Iran announced Saturday it has started up advanced uranium enrichment centrifuges in a breach of its undertakings under a troubled 2015 nuclear deal, days after the start of talks on rescuing the accord.
The United States had said Friday that it had offered "very serious" ideas on reviving the accord but was waiting for Tehran to reciprocate, something Saturday's move signally failed to do.
President Hassan Rouhani inaugurated a cascade of 164 IR-6 centrifuges for producing enriched uranium, as well as two test cascades -- of 30 IR-5 and 30 IR-6S devices respectively -- at Iran's Natanz uranium enrichment plant, in a ceremony broadcast by state television.
The television aired no images of the injection of uranium hexafluoride gas into the cascades, but broadcast a link with engineers at the plant who said they had started the process and showed rows of centrifuges.
Rouhani also launched tests on the "mechanical stability" of its latest-generation IR-9 centrifuges.
Under the nuclear deal, Iran is currently only allowed to use "first-generation" IR-1 centrifuges for production, and to test a limited number of IR-4 and IR-5 devices.
Iran's latest move to step up uranium enrichment follows an opening round of talks in Vienna Tuesday with representatives of the remaining parties to the deal on bringing the United States back into it.
Then-president Donald Trump withdrew from the agreement in 2018 but his successor Joe Biden has said he is ready to return, arguing the deal had been successful in dramatically scaling back Iran's nuclear activities.
The Vienna talks are focused not only on lifting crippling economic sanctions Trump reimposed, but also on bringing Iran back into compliance after it responded by suspending several of its own commitments.
All sides said the talks, in which Washington is not participating directly but has the European Union as intermediary, had got off to a good start.
Iran has demanded that the United States first lift all sanctions imposed by Trump, including a sweeping unilateral ban on its oil exports, before it falls back in line with obligations it suspended.

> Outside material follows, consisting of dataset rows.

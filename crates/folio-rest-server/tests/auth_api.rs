// Copyright 2025 Schelling Point Labs Inc
// SPDX-License-Identifier: AGPL-3.0-only

mod common;

use axum::http::{Method, StatusCode};
use common::{spawn_app, TestApp, ADMIN_EMAIL, ADMIN_PASSWORD};
use serde_json::{json, Value};

async fn bad_login(app: &TestApp, email: &str) -> (StatusCode, Value) {
    app.request(
        Method::POST,
        "/api/v1/auth/login",
        None,
        Some(json!({ "email": email, "password": "nope-nope" })),
    )
    .await
}

#[tokio::test]
async fn login_issues_token_for_bootstrap_admin() {
    let app = spawn_app().await;
    let (status, body) = app
        .request(
            Method::POST,
            "/api/v1/auth/login",
            None,
            Some(json!({ "email": ADMIN_EMAIL, "password": ADMIN_PASSWORD })),
        )
        .await;
    assert_eq!(status, StatusCode::OK);
    assert_eq!(body["user"]["role"], "admin");
    assert!(body["user"].get("passwordHash").is_none());
    assert!(body["expiresAt"].is_string());

    let token = body["token"].as_str().unwrap();
    let (status, me) = app.get("/api/v1/auth/me", token).await;
    assert_eq!(status, StatusCode::OK);
    assert_eq!(me["email"], ADMIN_EMAIL);
}

#[tokio::test]
async fn login_validates_and_rejects_bad_credentials() {
    let app = spawn_app().await;

    let (status, body) = app
        .request(Method::POST, "/api/v1/auth/login", None, Some(json!({ "email": ADMIN_EMAIL })))
        .await;
    assert_eq!(status, StatusCode::BAD_REQUEST);
    assert!(body["errors"]["password"].is_array());

    let (status, body) = app
        .request(
            Method::POST,
            "/api/v1/auth/login",
            None,
            Some(json!({ "email": "ghost@example.com", "password": "whatever" })),
        )
        .await;
    assert_eq!(status, StatusCode::UNAUTHORIZED);
    assert_eq!(body["detail"], "No user found");

    let (status, body) = app
        .request(
            Method::POST,
            "/api/v1/auth/login",
            None,
            Some(json!({ "email": ADMIN_EMAIL, "password": "wrong-password" })),
        )
        .await;
    assert_eq!(status, StatusCode::UNAUTHORIZED);
    assert_eq!(body["detail"], "Invalid password");
}

#[tokio::test]
async fn repeated_failures_lock_the_account() {
    let app = spawn_app().await;
    let admin = app.admin_token().await;
    app.user_with_role(&admin, "victim@example.com", "editor").await;

    for _ in 0..4 {
        let (status, _) = bad_login(&app, "victim@example.com").await;
        assert_eq!(status, StatusCode::UNAUTHORIZED);
    }
    let (status, body) = bad_login(&app, "victim@example.com").await;
    assert_eq!(status, StatusCode::FORBIDDEN);
    assert!(body["detail"].as_str().unwrap().contains("temporarily locked"));

    // The correct password is refused while the lockout lasts
    let (status, body) = app
        .request(
            Method::POST,
            "/api/v1/auth/login",
            None,
            Some(json!({ "email": "victim@example.com", "password": "password-123" })),
        )
        .await;
    assert_eq!(status, StatusCode::FORBIDDEN);
    assert!(body["detail"].as_str().unwrap().starts_with("Account banned until"));

    let (status, logs) = app.get("/api/v1/security/logs?type=account_locked", &admin).await;
    assert_eq!(status, StatusCode::OK);
    assert_eq!(logs.as_array().unwrap().len(), 1);
    assert_eq!(logs[0]["severity"], "medium");
}

#[tokio::test]
async fn protected_routes_need_a_token_and_the_right_role() {
    let app = spawn_app().await;

    let (status, _) = app.request(Method::GET, "/api/v1/auth/me", None, None).await;
    assert_eq!(status, StatusCode::UNAUTHORIZED);

    let (status, _) = app.get("/api/v1/posts", "not-a-jwt").await;
    assert_eq!(status, StatusCode::UNAUTHORIZED);

    let admin = app.admin_token().await;
    let (_, editor) = app.user_with_role(&admin, "editor@example.com", "editor").await;
    let (_, reader) = app.user_with_role(&admin, "reader@example.com", "user").await;

    let (status, _) = app.get("/api/v1/users", &editor).await;
    assert_eq!(status, StatusCode::FORBIDDEN);
    let (status, _) = app.get("/api/v1/settings", &editor).await;
    assert_eq!(status, StatusCode::FORBIDDEN);

    let post = json!({ "title": "Hello", "content": "World" });
    let (status, _) = app.post("/api/v1/posts", &reader, post.clone()).await;
    assert_eq!(status, StatusCode::FORBIDDEN);
    let (status, _) = app.post("/api/v1/posts", &editor, post).await;
    assert_eq!(status, StatusCode::CREATED);
}

#[tokio::test]
async fn logout_writes_an_activity_row() {
    let app = spawn_app().await;
    let admin = app.admin_token().await;

    let (status, body) = app.post("/api/v1/auth/logout", &admin, json!({})).await;
    assert_eq!(status, StatusCode::OK);
    assert_eq!(body["success"], true);

    let (_, activities) = app.get("/api/v1/user/activities", &admin).await;
    assert_eq!(activities[0]["action"], "logout");
}
// Copyright 2025 Schelling Point Labs Inc
// SPDX-License-Identifier: AGPL-3.0-only

//! Content backups (admin only)

use crate::auth::AdminUser;
use crate::error::ServerResult;
use crate::handlers::audit;
use crate::middleware::ClientInfo;
use crate::state::AppState;
use axum::{
    extract::{Path, State},
    http::{header, StatusCode},
    response::IntoResponse,
    Json,
};
use chrono::Utc;
use folio_api_contract::{
    BackupCleanup, BackupCreated, BackupKind, BackupRecord, RestoreRequest, SuccessResponse,
};
use serde_json::json;
use validator::Validate;

pub async fn list_backups(
    State(state): State<AppState>,
    _admin: AdminUser,
) -> ServerResult<Json<Vec<BackupRecord>>> {
    Ok(Json(state.backups.list()?))
}

/// The snapshot file as a JSON attachment
pub async fn download_backup(
    State(state): State<AppState>,
    _admin: AdminUser,
    Path(filename): Path<String>,
) -> ServerResult<impl IntoResponse> {
    let bytes = state.backups.download(&filename).await?;
    Ok((
        [
            (header::CONTENT_TYPE, "application/json".to_string()),
            (
                header::CONTENT_DISPOSITION,
                format!("attachment; filename=\"{filename}\""),
            ),
        ],
        bytes,
    ))
}

pub async fn create_backup(
    State(state): State<AppState>,
    AdminUser(admin): AdminUser,
    client: ClientInfo,
) -> ServerResult<(StatusCode, Json<BackupCreated>)> {
    let record = state.backups.create(BackupKind::Full).await?;
    audit(&state, &admin, &client, "backup_created", json!({ "filename": record.filename }))?;
    Ok((
        StatusCode::CREATED,
        Json(BackupCreated {
            success: true,
            filename: record.filename,
        }),
    ))
}

pub async fn restore_backup(
    State(state): State<AppState>,
    AdminUser(admin): AdminUser,
    client: ClientInfo,
    Json(request): Json<RestoreRequest>,
) -> ServerResult<Json<SuccessResponse>> {
    request.validate()?;
    state.backups.restore(&request.filename).await?;
    state.settings.clear_cache().await;
    audit(&state, &admin, &client, "backup_restored", json!({ "filename": request.filename }))?;
    Ok(Json(SuccessResponse::ok()))
}

pub async fn cleanup_backups(
    State(state): State<AppState>,
    _admin: AdminUser,
) -> ServerResult<Json<BackupCleanup>> {
    let removed = state.backups.cleanup(Utc::now()).await?;
    Ok(Json(BackupCleanup { removed }))
}
// Copyright 2025 Schelling Point Labs Inc
// SPDX-License-Identifier: AGPL-3.0-only

//! The signed-in user's own profile, activity and security settings

use crate::auth::{hash_password, verify_password, AuthUser};
use crate::error::{ServerError, ServerResult};
use crate::middleware::ClientInfo;
use crate::state::AppState;
use axum::{extract::State, Json};
use folio_api_contract::{
    ActivityEntry, ChangePasswordRequest, NewSecurityEvent, SecurityLogEntry, SecurityLogFilter,
    SecurityOverview, Severity, SuccessResponse, UpdateProfileRequest, UpdateSecurityRequest,
    User, UserProfile,
};
use folio_local_db::{ActivityStore, Connection, SecurityStore, UserStore};
use serde_json::json;
use validator::Validate;

const ACTIVITY_LIMIT: u32 = 20;
const OVERVIEW_LOG_LIMIT: u32 = 5;

fn security_logs(
    conn: &Connection,
    user_id: &str,
    limit: u32,
) -> folio_local_db::Result<Vec<SecurityLogEntry>> {
    SecurityStore::new(conn).logs(&SecurityLogFilter {
        user_id: Some(user_id.to_string()),
        limit: Some(limit),
        ..Default::default()
    })
}

fn overview(conn: &Connection, user: &User) -> folio_local_db::Result<SecurityOverview> {
    Ok(SecurityOverview {
        two_factor_enabled: user.two_factor_enabled,
        last_login: user.last_login,
        login_attempts: user.login_attempts,
        security_logs: security_logs(conn, &user.id, OVERVIEW_LOG_LIMIT)?,
    })
}

pub async fn get_profile(
    State(state): State<AppState>,
    AuthUser(user): AuthUser,
) -> ServerResult<Json<UserProfile>> {
    Ok(Json(state.db.with_conn(|conn| UserStore::new(conn).profile(&user.id))?))
}

pub async fn update_profile(
    State(state): State<AppState>,
    AuthUser(user): AuthUser,
    Json(request): Json<UpdateProfileRequest>,
) -> ServerResult<Json<UserProfile>> {
    request.validate()?;
    let profile = state.db.transaction(|tx| {
        let profile = UserStore::new(tx).update_profile(&user.id, &request)?;
        ActivityStore::new(tx).record(
            &user.id,
            "profile_update",
            "Updated profile",
            &json!({ "changes": request }),
        )?;
        Ok(profile)
    })?;
    Ok(Json(profile))
}

pub async fn activities(
    State(state): State<AppState>,
    AuthUser(user): AuthUser,
) -> ServerResult<Json<Vec<ActivityEntry>>> {
    let entries = state
        .db
        .with_conn(|conn| ActivityStore::new(conn).for_user(&user.id, ACTIVITY_LIMIT))?;
    Ok(Json(entries))
}

pub async fn get_security(
    State(state): State<AppState>,
    AuthUser(user): AuthUser,
) -> ServerResult<Json<SecurityOverview>> {
    Ok(Json(state.db.with_conn(|conn| overview(conn, &user))?))
}

pub async fn update_security(
    State(state): State<AppState>,
    AuthUser(user): AuthUser,
    client: ClientInfo,
    Json(request): Json<UpdateSecurityRequest>,
) -> ServerResult<Json<SecurityOverview>> {
    let user = state.db.with_conn(|conn| {
        UserStore::new(conn).set_two_factor(&user.id, request.two_factor_enabled)
    })?;

    let message = if request.two_factor_enabled {
        "Two-factor authentication enabled"
    } else {
        "Two-factor authentication disabled"
    };
    state
        .security
        .log_event(
            NewSecurityEvent::new("change", Severity::Low, message)
                .details(json!({ "twoFactorEnabled": request.two_factor_enabled }))
                .ip(client.ip)
                .user_agent(client.user_agent)
                .user(user.id.as_str()),
        )
        .await?;

    Ok(Json(state.db.with_conn(|conn| overview(conn, &user))?))
}

pub async fn security_activities(
    State(state): State<AppState>,
    AuthUser(user): AuthUser,
) -> ServerResult<Json<Vec<SecurityLogEntry>>> {
    let logs = state
        .db
        .with_conn(|conn| security_logs(conn, &user.id, ACTIVITY_LIMIT))?;
    Ok(Json(logs))
}

pub async fn change_password(
    State(state): State<AppState>,
    AuthUser(user): AuthUser,
    client: ClientInfo,
    Json(request): Json<ChangePasswordRequest>,
) -> ServerResult<Json<SuccessResponse>> {
    request.validate()?;

    let current = state
        .db
        .with_conn(|conn| UserStore::new(conn).password_hash(&user.id))?;
    if !verify_password(&request.current_password, &current) {
        return Err(ServerError::Auth("Current password is incorrect".to_string()));
    }

    let hash = hash_password(&request.new_password)?;
    state
        .db
        .with_conn(|conn| UserStore::new(conn).set_password(&user.id, &hash))?;
    state
        .security
        .log_event(
            NewSecurityEvent::new("password_change", Severity::Low, "Password changed")
                .ip(client.ip)
                .user_agent(client.user_agent)
                .user(user.id.as_str()),
        )
        .await?;
    Ok(Json(SuccessResponse::ok()))
}
#[cfg(test)]
mod tests {
    use super::*;
    use crate::Database;
    use chrono::Duration;

    fn db() -> Database {
        Database::open_in_memory().unwrap()
    }

    #[test]
    fn duplicate_email_conflicts_case_insensitively() {
        let db = db();
        db.with_conn(|conn| {
            let users = UserStore::new(conn);
            users.create("ada@example.com", "Ada", "h", UserRole::Admin)?;
            let err = users
                .create("ADA@example.com", "Ada 2", "h", UserRole::User)
                .unwrap_err();
            assert!(matches!(err, Error::Conflict(_)));
            assert!(users.find_by_email("Ada@Example.com")?.is_some());
            Ok(())
        })
        .unwrap();
    }

    #[test]
    fn ban_then_unban_clears_fields() {
        let db = db();
        db.with_conn(|conn| {
            let users = UserStore::new(conn);
            let user = users.create("u@example.com", "U", "h", UserRole::User)?;
            users.record_failed_attempt(&user.id)?;
            let until = Utc::now() + Duration::hours(1);
            let banned = users.ban(&user.id, until, "spam")?;
            assert_eq!(banned.status, UserStatus::Banned);
            assert_eq!(banned.login_attempts, 0);
            assert_eq!(banned.ban_reason.as_deref(), Some("spam"));

            let active = users.unban(&user.id)?;
            assert_eq!(active.status, UserStatus::Active);
            assert!(active.banned_until.is_none());
            assert!(active.ban_reason.is_none());
            Ok(())
        })
        .unwrap();
    }

    #[test]
    fn status_ban_is_permanent_with_reason() {
        let db = db();
        db.with_conn(|conn| {
            let users = UserStore::new(conn);
            let user = users.create("s@example.com", "S", "h", UserRole::User)?;
            let banned = users.set_status(&user.id, UserStatus::Banned)?;
            assert_eq!(banned.status, UserStatus::Banned);
            assert_eq!(
                banned.banned_until.map(|d| d.to_rfc3339()).as_deref(),
                Some("2099-12-31T00:00:00+00:00")
            );
            assert_eq!(banned.ban_reason.as_deref(), Some("Banned by administrator"));

            let until = Utc::now() + Duration::hours(1);
            let timed = users.ban(&user.id, until, "spam")?;
            let kept = users.set_status(&user.id, UserStatus::Banned)?;
            assert_eq!(kept.banned_until, timed.banned_until);
            assert_eq!(kept.ban_reason.as_deref(), Some("spam"));
            Ok(())
        })
        .unwrap();
    }

    #[test]
    fn failed_attempts_increment() {
        let db = db();
        db.with_conn(|conn| {
            let users = UserStore::new(conn);
            let user = users.create("x@example.com", "X", "h", UserRole::User)?;
            assert_eq!(users.record_failed_attempt(&user.id)?, 1);
            assert_eq!(users.record_failed_attempt(&user.id)?, 2);
            let user = users.record_successful_login(&user.id, Utc::now())?;
            assert_eq!(user.login_attempts, 0);
            assert!(user.last_login.is_some());
            Ok(())
        })
        .unwrap();
    }

    #[test]
    fn list_filters_by_role_and_term() {
        let db = db();
        db.with_conn(|conn| {
            let users = UserStore::new(conn);
            users.create("ed@example.com", "Editor Ed", "h", UserRole::Editor)?;
            users.create("al@example.com", "Admin Al", "h", UserRole::Admin)?;
            let editors = users.with_role(UserRole::Editor)?;
            assert_eq!(editors.len(), 1);
            let found = users.list(&UserFilter {
                q: Some("admin".into()),
                ..Default::default()
            })?;
            assert_eq!(found.len(), 1);
            assert_eq!(found[0].email, "al@example.com");
            Ok(())
        })
        .unwrap();
    }

    #[test]
    fn preferences_default_when_unset() {
        let db = db();
        db.with_conn(|conn| {
            let users = UserStore::new(conn);
            let user = users.create("p@example.com", "P", "h", UserRole::User)?;
            let prefs = users.notification_preferences(&user.id)?;
            assert_eq!(prefs, NotificationPreferences::default());

            let mut changed = prefs.clone();
            changed.push_notifications = true;
            users.set_notification_preferences(&user.id, &changed)?;
            assert!(users.notification_preferences(&user.id)?.push_notifications);
            Ok(())
        })
        .unwrap();
    }

    #[test]
    fn profile_patch_keeps_unset_fields() {
        let db = db();
        db.with_conn(|conn| {
            let users = UserStore::new(conn);
            let user = users.create("pr@example.com", "Pro", "h", UserRole::User)?;
            users.update_profile(
                &user.id,
                &UpdateProfileRequest {
                    bio: Some("Designer".into()),
                    ..Default::default()
                },
            )?;
            let profile = users.update_profile(
                &user.id,
                &UpdateProfileRequest {
                    location: Some("Lisbon".into()),
                    ..Default::default()
                },
            )?;
            assert_eq!(profile.bio.as_deref(), Some("Designer"));
            assert_eq!(profile.location.as_deref(), Some("Lisbon"));
            assert_eq!(profile.name, "Pro");
            Ok(())
        })
        .unwrap();
    }
}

The "US -- which caused this crisis -- should return to full compliance first," Foreign Minister Mohammad Javad Zarif tweeted, adding that "Iran will reciprocate following rapid verification."
Washington has demanded movement from Tehran in return.
"The United States team put forward a very serious idea and demonstrated a seriousness of purpose on coming back into compliance if Iran comes back into compliance," a US official told reporters as talks broke for the weekend.
But the official said the United States was waiting for its efforts to be "reciprocated" by Iran.
The US official indicated the major stumbling block in the initial talks was not the order of compliance but rather which sanctions were under discussion, as Iran is demanding an end to all US restrictions.
The deal, formally known as the Joint Comprehensive Plan of Action, covers only nuclear sanctions and not US measures taken in response to human rights or other concerns, the official said.
The far more powerful centrifuges started up on Saturday allow uranium to be enriched quicker and in greater amounts than Iran's first-generation devices.
Uranium enrichment can produce the fuel for a nuclear reactor, or in highly extended form, the fissile core of an atomic warhead. It is one of the most sensitive nuclear activities carried out by Iran.
Rouhani again underlined at the ceremony, which coincided with Iran's National Nuclear Technology Day, that Tehran's nuclear programme is solely for "peaceful" purposes.